Und so stehen sie jetzt da, die neuen, noch nie präsentierten Hochglanzskulpturen aus Chromstahl mit transparenter Farbglasur, und mischen die Griechen auf. Zum Beispiel eine der Urzeitvenus ähnelnde Aufblaspuppe, in der sich nicht nur die antiken Skulpturen, sondern auch Raum, Oberlichter und Betrachter spiegeln. Man muss sagen, da ist dem Liebieghaus mit selbst verleugnender Hingabe etwas Großes gelungen, ein echter Scoop, ein Augenöffner, eine unerwartete Bekräftigung der Diesseitigkeit der Antike.

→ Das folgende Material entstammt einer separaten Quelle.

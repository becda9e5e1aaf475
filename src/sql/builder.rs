//! Builds parameterized SELECT, INSERT, UPDATE, DELETE from a `SelectQuery` or a filter.
//! Every statement returns rows as a single `jsonb` column named `row`.

use crate::store::{scalar_text, Filter, Row, SelectQuery};
use crate::table::Table;
use serde_json::Value;

/// Alias used for the target table in every statement.
const ALIAS: &str = "t";

/// Quote identifier for PostgreSQL.
fn quoted(s: &str) -> String {
    format!("\"{}\"", s.replace('"', "\"\""))
}

/// Quote a string literal (used for jsonb object keys).
fn literal(s: &str) -> String {
    format!("'{}'", s.replace('\'', "''"))
}

fn aliased(column: &str) -> String {
    format!("{}.{}", ALIAS, quoted(column))
}

#[derive(Clone, Debug, PartialEq)]
pub enum SqlParam {
    Text(String),
    Json(Value),
}

#[derive(Debug)]
pub struct QueryBuf {
    pub sql: String,
    pub params: Vec<SqlParam>,
}

impl QueryBuf {
    fn new() -> Self {
        QueryBuf {
            sql: String::new(),
            params: Vec::new(),
        }
    }

    fn push_param(&mut self, p: SqlParam) -> usize {
        self.params.push(p);
        self.params.len()
    }

    /// Binds `text` and converts it to the declared type of `table.column`, leaving the column itself bare.
    fn typed_param(&mut self, table: Table, column: &str, text: String) -> String {
        let n = self.push_param(SqlParam::Text(text));
        format!(
            "(jsonb_populate_record(NULL::{}, jsonb_build_object({}, ${}::text))).{}",
            quoted(table.as_str()),
            literal(column),
            n,
            quoted(column)
        )
    }

    fn filter_clause(&mut self, table: Table, filter: &Filter) -> String {
        match filter {
            Filter::Eq { column, value } => match scalar_text(value) {
                Some(text) => {
                    let rhs = self.typed_param(table, column, text);
                    format!("{} = {}", aliased(column), rhs)
                }
                None => format!("{} IS NULL", aliased(column)),
            },
            Filter::In { column, values } => {
                let items: Vec<String> = values
                    .iter()
                    .filter_map(scalar_text)
                    .map(|text| self.typed_param(table, column, text))
                    .collect();
                if items.is_empty() {
                    "FALSE".to_string()
                } else {
                    format!("{} IN ({})", aliased(column), items.join(", "))
                }
            }
        }
    }

    fn where_clause(&mut self, table: Table, filters: &[Filter]) -> String {
        let parts: Vec<String> = filters.iter().map(|f| self.filter_clause(table, f)).collect();
        if parts.is_empty() {
            String::new()
        } else {
            format!(" WHERE {}", parts.join(" AND "))
        }
    }
}

fn returning() -> String {
    format!(" RETURNING to_jsonb({}) AS row", ALIAS)
}

fn target(table: Table) -> String {
    format!("{} AS {}", quoted(table.as_str()), ALIAS)
}

/// SELECT with projection, filters, ORDER BY and LIMIT.
pub fn select(query: &SelectQuery) -> QueryBuf {
    let mut q = QueryBuf::new();
    let projection = if query.columns.is_empty() {
        format!("to_jsonb({})", ALIAS)
    } else {
        let pairs: Vec<String> = query
            .columns
            .iter()
            .map(|c| format!("{}, {}", literal(c), aliased(c)))
            .collect();
        format!("jsonb_build_object({})", pairs.join(", "))
    };
    let where_clause = q.where_clause(query.table, &query.filters);
    let order_clause = query
        .order
        .as_ref()
        .map(|o| {
            format!(
                " ORDER BY {} {}",
                aliased(&o.column),
                if o.ascending { "ASC" } else { "DESC" }
            )
        })
        .unwrap_or_default();
    let limit_clause = query.limit.map(|n| format!(" LIMIT {}", n)).unwrap_or_default();
    q.sql = format!(
        "SELECT {} AS row FROM {}{}{}{}",
        projection,
        target(query.table),
        where_clause,
        order_clause,
        limit_clause
    );
    q
}

/// INSERT one row. Values go through `jsonb_populate_record` so each column gets its declared type.
pub fn insert(table: Table, row: &Row) -> QueryBuf {
    let mut q = QueryBuf::new();
    if row.is_empty() {
        q.sql = format!("INSERT INTO {} DEFAULT VALUES{}", target(table), returning());
        return q;
    }
    let cols: Vec<String> = row.keys().map(|k| quoted(k)).collect();
    let cols = cols.join(", ");
    let n = q.push_param(SqlParam::Json(Value::Object(row.clone())));
    q.sql = format!(
        "INSERT INTO {} ({}) SELECT {} FROM jsonb_populate_record(NULL::{}, ${}::jsonb){}",
        target(table),
        cols,
        cols,
        quoted(table.as_str()),
        n,
        returning()
    );
    q
}

/// UPDATE rows matching `filter`. Caller guarantees `patch` is non-empty.
pub fn update(table: Table, filter: &Filter, patch: &Row) -> QueryBuf {
    let mut q = QueryBuf::new();
    let cols: Vec<String> = patch.keys().map(|k| quoted(k)).collect();
    let cols = cols.join(", ");
    let n = q.push_param(SqlParam::Json(Value::Object(patch.clone())));
    let where_clause = q.where_clause(table, std::slice::from_ref(filter));
    q.sql = format!(
        "UPDATE {} SET ({}) = (SELECT {} FROM jsonb_populate_record(NULL::{}, ${}::jsonb)){}{}",
        target(table),
        cols,
        cols,
        quoted(table.as_str()),
        n,
        where_clause,
        returning()
    );
    q
}

/// DELETE rows matching `filter`.
pub fn delete(table: Table, filter: &Filter) -> QueryBuf {
    let mut q = QueryBuf::new();
    let where_clause = q.where_clause(table, std::slice::from_ref(filter));
    q.sql = format!("DELETE FROM {}{}{}", target(table), where_clause, returning());
    q
}
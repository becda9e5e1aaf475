use crate::response::ConnectionStatus;
use crate::state::AppState;
use crate::store::SelectQuery;
use crate::table::Table;
use axum::{extract::State, http::StatusCode, Json};

/// GET /api/test-connection: one-row read from users.
pub async fn test_connection(State(state): State<AppState>) -> (StatusCode, Json<ConnectionStatus>) {
    let query = SelectQuery::from(Table::Users).select(&["id"]).limit(1);
    match state.store.select(&query).await {
        Ok(_) => (StatusCode::OK, Json(ConnectionStatus::ok())),
        Err(e) => {
            tracing::error!(error = %e, "database connection test failed");
            (
                StatusCode::INTERNAL_SERVER_ERROR,
                Json(ConnectionStatus::failed(e.to_string())),
            )
        }
    }
}
//! Request payload keys arrive camelCase from the client; store columns are snake_case.

use crate::store::Row;

/// "avatarUrl" -> "avatar_url". Already snake_case input is returned unchanged.
pub fn to_snake_case(s: &str) -> String {
    let mut out = String::with_capacity(s.len() + 4);
    for (i, c) in s.chars().enumerate() {
        if c.is_uppercase() {
            if i > 0 {
                out.push('_');
            }
            out.extend(c.to_lowercase());
        } else {
            out.push(c);
        }
    }
    out
}

/// Rename every key of a payload to its column name. When both `userId` and `user_id` are given, the later key wins.
pub fn keys_to_columns(payload: Row) -> Row {
    payload
        .into_iter()
        .map(|(k, v)| (to_snake_case(&k), v))
        .collect()
}
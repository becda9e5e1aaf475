//! Process configuration from environment variables (a `.env` file is honoured).

use crate::error::ConfigError;
use std::env;
use std::path::PathBuf;

#[derive(Clone, Debug, PartialEq)]
pub enum StoreConfig {
    /// Supabase project URL and API key.
    Postgrest { url: String, api_key: String },
    Postgres {
        database_url: String,
        max_connections: u32,
    },
}

#[derive(Clone, Debug, PartialEq)]
pub struct Config {
    pub host: String,
    pub port: u16,
    pub store: StoreConfig,
    /// Directory of the bundled frontend, served for every unmatched GET.
    pub static_dir: PathBuf,
    pub bcrypt_cost: u32,
}

impl Config {
    pub fn from_env() -> Result<Self, ConfigError> {
        dotenvy::dotenv().ok();
        Self::from_lookup(|key| env::var(key).ok())
    }

    /// Build from any key lookup. Empty values count as unset.
    pub fn from_lookup(lookup: impl Fn(&str) -> Option<String>) -> Result<Self, ConfigError> {
        let get = |key: &str| lookup(key).filter(|v| !v.trim().is_empty());

        let store = match (get("SUPABASE_URL"), get("SUPABASE_KEY"), get("DATABASE_URL")) {
            (Some(url), Some(api_key), _) => StoreConfig::Postgrest { url, api_key },
            (Some(_), None, None) => return Err(ConfigError::Missing("SUPABASE_KEY")),
            (_, _, Some(database_url)) => StoreConfig::Postgres {
                database_url,
                max_connections: parse(get("DB_MAX_CONNECTIONS"), "DB_MAX_CONNECTIONS", 5)?,
            },
            _ => return Err(ConfigError::NoStore),
        };

        let bcrypt_cost = parse(get("BCRYPT_COST"), "BCRYPT_COST", bcrypt::DEFAULT_COST)?;
        if !(4..=31).contains(&bcrypt_cost) {
            return Err(ConfigError::Invalid {
                key: "BCRYPT_COST",
                value: bcrypt_cost.to_string(),
            });
        }

        Ok(Config {
            host: get("HOST").unwrap_or_else(|| "0.0.0.0".to_string()),
            port: parse(get("PORT"), "PORT", 3000)?,
            store,
            static_dir: get("STATIC_DIR").map(PathBuf::from).unwrap_or_else(|| PathBuf::from("dist")),
            bcrypt_cost,
        })
    }

    pub fn server_addr(&self) -> String {
        format!("{}:{}", self.host, self.port)
    }
}

fn parse<T: std::str::FromStr>(value: Option<String>, key: &'static str, default: T) -> Result<T, ConfigError> {
    match value {
        None => Ok(default),
        Some(v) => v.trim().parse().map_err(|_| ConfigError::Invalid { key, value: v }),
    }
}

Vinzenz Brinkmann, Kurator des Liebieghauses, fühlt sich durch Koons bestätigt, selbst durch die aufblasbaren Delphine, die bei den kopflosen Aphroditen von der Decke hängen, in Edelstahl natürlich:
"Es steckt in dieser Sehnsucht, den Alltag in eine ganz großartige Illusion zu transferieren, steckt etwas hinreißend Schönes, etwas Anrührendes regelrecht und ich fühle mich da ganz unmittelbar und direkt erinnert an das, was die Griechen getan haben. Wir lesen ja in den Anekdoten, wie sich die Künstler gegenseitig versucht haben zu übertreffen in der Täuschung des Auges, indem man die illusionistische Malerei entwickelt und sie auf die Skulptur überträgt."
Zugegeben: Michael Jackson mit seinem Affen Bubbles, also die goldgefasste Keramikskulptur, passt wirklich nicht schlecht in die ägyptische Abteilung, wo sie von vergoldeten ägyptischen Totenmasken und Mumiensarkophagen umgeben ist. Der Künstler selbst ist von dieser Konstellation, die als eine der ersten fest stand, sichtlich angetan:
"Ohne Anmaßung: Ich glaube, Michael wäre wirklich begeistert. Ich habe mich dabei auf ägyptische Themen bezogen, genau wie Michael selbst. Und zugleich verweist das auf die Pyramidenkonzeption der Renaissance wie bei der Pieta. Das ist mein liebster Raum hier."
Manchmal allerdings wirkt es doch schockierend, welche Dialoge hier die Andacht des Liebieghauses mit drallem Leben erfüllen. Das in Oberammergau geschnitzte Schweinchen, das von drallen Putti durch den Saal mit den mittelalterlichen Madonnen geschoben wird, kann einen zum Schlucken bringen. Und auch die Frau in der Wanne, die angesichts eines auftauchenden Schnorchels ihre üppigen Brüste mit den Händen schützt, wirkt vor dem glasierten Terrakotta-Altar des Andrea della Robbia reichlich blasphemisch.
Jeff Koons: "Ich habe nicht an Blasphemie gedacht. Ich halte mich für eine spirituelle Person, die an Transzendenz und Aufklärung glaubt, und ich glaube, dass der Einzelne seine Parameter ständig erweitern kann und damit auch das Potential des Menschen an sich."
Obwohl Jeff Koons behauptet, keiner Religionsgemeinschaft anzugehören, verfällt er doch gern in Predigerton, wenn es um die Rolle der Kunst geht: für ihn selbst, die Gesellschaft und den Menschen. Für ihn sei sie das große Vehikel der Befreiung gewesen, durch sie habe er sein Selbstbewusstsein gewonnen, und das möchte er auch jedem anderen wünschen, der mit Kunst in Berührung kommt. Einige seiner Sammler jedenfalls sind nach Frankfurt gekommen, um fünf gerade fertig gestellte Skulpturen zu sehen, für die sie schon lange millionenschwere Optionen angemeldet haben.
Für uns sterbliche Kleinverdiener bleibt zumindest das Vergnügen, zu beobachten, wie akribisch die Knitterfalten der aufblasbaren Strandtiere in Edelstahl übertragen wurden und damit tatsächlich den Gewänder-Liegefalten bestimmter griechischer Skulpturen Paroli bieten. Heiterkeit und lustvoll geschärfte Wahrnehmung - was kann man mehr verlangen von einem Risiko-Dialog, der das Liebieghaus manchmal an die Grenze seiner Belastbarkeit bringt:
"Ich habe das nicht anders beobachtet, als dass die Besucher, lachen, sich freuen, lächeln, im ganz schönen Sinne."